Secondo la Corte d’appello, Bendinelli non aveva isolato Repetto dal mondo allo scopo di circuirla tanto che nei mesi dopo l’intervento Repetto “svolgeva tranquillamente la propria attività lavorativa all’esterno del Centro Anidra e cooperava all’attività del Centro nel tempo residuo” e vedeva la famiglia.
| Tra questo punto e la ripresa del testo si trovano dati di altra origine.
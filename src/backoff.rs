//! Reconnect backoff
//!
//! Doubling delay between failed connection attempts, capped, and reset once
//! an attempt reaches the streaming phase.

use std::time::Duration;

pub const DEFAULT_INITIAL_DELAY: Duration = Duration::from_secs(2);
pub const DEFAULT_MAX_DELAY: Duration = Duration::from_secs(30);

#[derive(Debug, Clone)]
pub struct Backoff {
    initial: Duration,
    max: Duration,
    current: Duration,
}

impl Backoff {
    /// Create a backoff starting at `initial`, capped at `max`
    pub fn new(initial: Duration, max: Duration) -> Self {
        Self {
            initial,
            max,
            current: initial,
        }
    }

    /// Delay to wait now; the following call returns twice as much
    pub fn next_delay(&mut self) -> Duration {
        let delay = self.current;
        self.current = (self.current * 2).min(self.max);
        delay
    }

    /// Start over from the initial delay
    pub fn reset(&mut self) {
        self.current = self.initial;
    }
}

impl Default for Backoff {
    fn default() -> Self {
        Self::new(DEFAULT_INITIAL_DELAY, DEFAULT_MAX_DELAY)
    }
}
//! Roster member definition
//!
//! Represents one client sitting in my channel, along with the partial
//! updates that notifications carry.

use serde::Serialize;

use crate::codec::Entity;
use crate::types::{ChannelId, ClientId};

/// One roster member
///
/// Holds the identity, display name and voice state of a client that
/// shares my channel.
#[derive(Debug, Clone, PartialEq, Eq, Serialize)]
pub struct ClientEntry {
    /// Wire client id
    pub clid: ClientId,
    /// Display name (may be empty until resolved)
    pub nickname: String,
    /// Channel the client currently sits in
    pub channel_id: ChannelId,
    /// Currently transmitting voice
    pub talking: bool,
    /// Currently whispering to me
    pub whisper_talking: bool,
    /// Microphone muted
    pub input_muted: bool,
    /// Speakers muted
    pub output_muted: bool,
    /// Channel group, looked up in the snapshot's group names
    pub channel_group_id: Option<String>,
}

impl ClientEntry {
    /// Create an entry with nothing known but its ids
    pub fn new(clid: ClientId, channel_id: ChannelId) -> Self {
        Self {
            clid,
            nickname: String::new(),
            channel_id,
            talking: false,
            whisper_talking: false,
            input_muted: false,
            output_muted: false,
            channel_group_id: None,
        }
    }

    /// Build an entry from a `clientlist` entity; `None` without a `clid`
    pub fn from_entity(entity: &Entity) -> Option<Self> {
        let clid = entity.get("clid").filter(|id| !id.is_empty())?;
        let mut entry = Self::new(ClientId::from(clid), ChannelId::from(entity.value("cid")));
        entry.apply(&ClientUpdate::from_entity(entity));
        Some(entry)
    }

    /// Merge every field the update carries
    pub fn apply(&mut self, update: &ClientUpdate) {
        if let Some(nickname) = &update.nickname {
            self.nickname = nickname.clone();
        }
        if let Some(channel_id) = &update.channel_id {
            self.channel_id = channel_id.clone();
        }
        if let Some(talking) = update.talking {
            self.talking = talking;
        }
        if let Some(input_muted) = update.input_muted {
            self.input_muted = input_muted;
        }
        if let Some(output_muted) = update.output_muted {
            self.output_muted = output_muted;
        }
        if let Some(group) = &update.channel_group_id {
            self.channel_group_id = Some(group.clone());
        }
    }

    /// Get the display name, falling back to the placeholder
    pub fn display_name(&self) -> String {
        if self.nickname.is_empty() {
            self.clid.placeholder_name()
        } else {
            self.nickname.clone()
        }
    }
}

/// Partial field set merged into a [`ClientEntry`]
#[derive(Debug, Clone, Default, PartialEq, Eq)]
pub struct ClientUpdate {
    pub nickname: Option<String>,
    pub channel_id: Option<ChannelId>,
    pub talking: Option<bool>,
    pub input_muted: Option<bool>,
    pub output_muted: Option<bool>,
    pub channel_group_id: Option<String>,
}

impl ClientUpdate {
    /// Every known field present on the entity
    pub fn from_entity(entity: &Entity) -> Self {
        Self {
            channel_id: entity.get("cid").map(ChannelId::from),
            channel_group_id: entity.get("client_channel_group_id").map(str::to_string),
            ..Self::allow_listed(entity)
        }
    }

    /// Only the fields a `notifyclientupdated` may change
    pub fn allow_listed(entity: &Entity) -> Self {
        Self {
            nickname: entity.get("client_nickname").map(str::to_string),
            talking: entity.flag("client_flag_talking"),
            input_muted: entity.flag("client_input_muted"),
            output_muted: entity.flag("client_output_muted"),
            ..Self::default()
        }
    }

    /// Check if the update carries nothing
    pub fn is_empty(&self) -> bool {
        *self == Self::default()
    }
}

#[cfg(test)]
mod tests {
    use super::*;
    use crate::codec::parse_entity;

    #[test]
    fn test_entry_from_clientlist_entity() {
        let e = parse_entity(
            "clid=5 cid=1 client_nickname=Ana\\sB client_flag_talking=0 client_input_muted=1 \
             client_output_muted=0 client_channel_group_id=8",
        );
        let entry = ClientEntry::from_entity(&e).unwrap();

        assert_eq!(entry.clid, ClientId::from("5"));
        assert_eq!(entry.channel_id, ChannelId::from("1"));
        assert_eq!(entry.nickname, "Ana B");
        assert!(entry.input_muted);
        assert!(!entry.talking);
        assert_eq!(entry.channel_group_id.as_deref(), Some("8"));
    }

    #[test]
    fn test_entry_requires_clid() {
        assert!(ClientEntry::from_entity(&parse_entity("cid=1 client_nickname=x")).is_none());
    }

    #[test]
    fn test_allow_list_ignores_other_fields() {
        let e = parse_entity("clid=5 cid=9 client_away=1 client_input_muted=1");
        let update = ClientUpdate::allow_listed(&e);
        assert_eq!(update.input_muted, Some(true));
        assert!(update.channel_id.is_none());
        assert!(update.nickname.is_none());

        assert!(ClientUpdate::allow_listed(&parse_entity("clid=5 client_away=1")).is_empty());
    }

    #[test]
    fn test_apply_merges_only_present_fields() {
        let mut entry = ClientEntry::new(ClientId::from("5"), ChannelId::from("1"));
        entry.nickname = "Ana".into();
        entry.apply(&ClientUpdate {
            output_muted: Some(true),
            ..ClientUpdate::default()
        });
        assert_eq!(entry.nickname, "Ana");
        assert!(entry.output_muted);
    }

    #[test]
    fn test_display_name_placeholder() {
        let entry = ClientEntry::new(ClientId::from("12345"), ChannelId::from("1"));
        assert_eq!(entry.display_name(), "User-2345");
    }
}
E di quell’intervento – che lei stessa aveva richiesto si svolgesse in quel modo erano informati “amici e famigliari”. “Fatta eccezione per gli ultimi giorni di settembre 2020, Roberta Repetto è stata sempre in grado di muoversi autonomamente” quindi secondo i giudici “avrebbe potuto recarsi al pronto soccorso o presso altra struttura sanitaria; ove poi avesse ritenuto di non potersi muovere, nulla avrebbe potuto impedirle di chiedere con una semplice telefonata l’invio di un’ambulanza che la portasse in ospedale”. E Bendinelli secondo i giudici di secondo grado, né rispetto all’intervento né a quello che avrebbe potuto fare successivamente, non aveva una posizione di garanzia nei confronti della 40enne: in sostanza, non c’era alcun “obbligo giuridico” che gli imponesse “di intervenire a tutela della salute di Roberta Repetto”. Non aveva alcun obbligo di convincerla, né tantomeno costringerla secondo i giudici, ad andare al pronto soccorso o a farla visitare da un oncologo.
Diversa la posizione di Paolo Oneda, il medico chirurgo bresciano che operò Repetto per rimuoverle il neo su richiesta della donna. Un medico avrebbe potuto – anzi dovuto – eseguire l’istologico sul tessuto rimosso – senza il consenso della donna. Oneda ha poi secondo i giudici la colpa grave di non aver adeguatamente informato Roberta Repetto sui rischi che correva: “Tutto lascia ritenere che Roberta Repetto non venne informata, quantomeno non in modo completo e per lei comprensibile, in merito alla importanza dell’esame istologico ed alle possibili conseguenze – scrivono i giudici che sottolineano che “Roberta Repetto era una convinta naturista, fermamente convinta della bontà dei rimedi di carattere naturale e solita rifiutare i trattamenti sanitari tradizionali” ma che “non sono emersi •elementi tali da far pensare che avrebbe sostenuto tali convinzioni anche a fronte della prospettiva della morte a breve termine” .
Il ricorso del medico Oneda
Solo con le motivazioni della Cassazione si potrà capire su quale punto i giudici hanno accolto il ricorso del medico: i suoi avvocati Alberto Sirani e Giovanni Motta – che da un lato avevano sostenuto l’assenza do un nesso causale tra l’intervento sul neo e la morte della donna, dall’altro avevano posto l’accento sui cosiddetti indici di colpa, per puntare a un ulteriore sconto di pena.
La sorella di Repetto: “Roberta uccisa ancora una volta”
“Con questa sentenza, che sono costretta ad accettare e nello stesso momento a subire – dice Rita Repetto, sorella di Roberta – non solo hanno ucciso mia sorella ancora una volta, ma le hanno anche tolto ogni dignità e non posso che vergognarmi di essere italiana di fronte a una giustizia che ignora il dramma umano di chi ha subito manipolazione mentale, trattandolo come una questione di secondaria importanza”.
Bendinelli: “Giustizia ha tempi lenti, ma ha confermato mia innocenza”
“È stato un cammino lungo e doloroso, ma oggi posso dirlo con serenità: anche la Corte di Cassazione ha confermato la mia assoluzione, riconoscendo l’infondatezza di ogni accusa, incluse le responsabilità civili” dice Paolo Bendinelli. “Questa vittoria non cancella i danni subiti – personali, familiari e professionali – ma rappresenta un monito per chi crede che distruggere la reputazione altrui sia un gioco senza conseguenze – scrive sulla sua pagina facebook – Al Centro Anidra, un luogo nato per la crescita personale e l’armonia con la natura, continueremo a costruire ponti di autenticità e libertà. Grazie a chi non ha mai smesso di credere in me e nella verità. Il resto lo lascio al passato, perché quello che conta è il futuro”.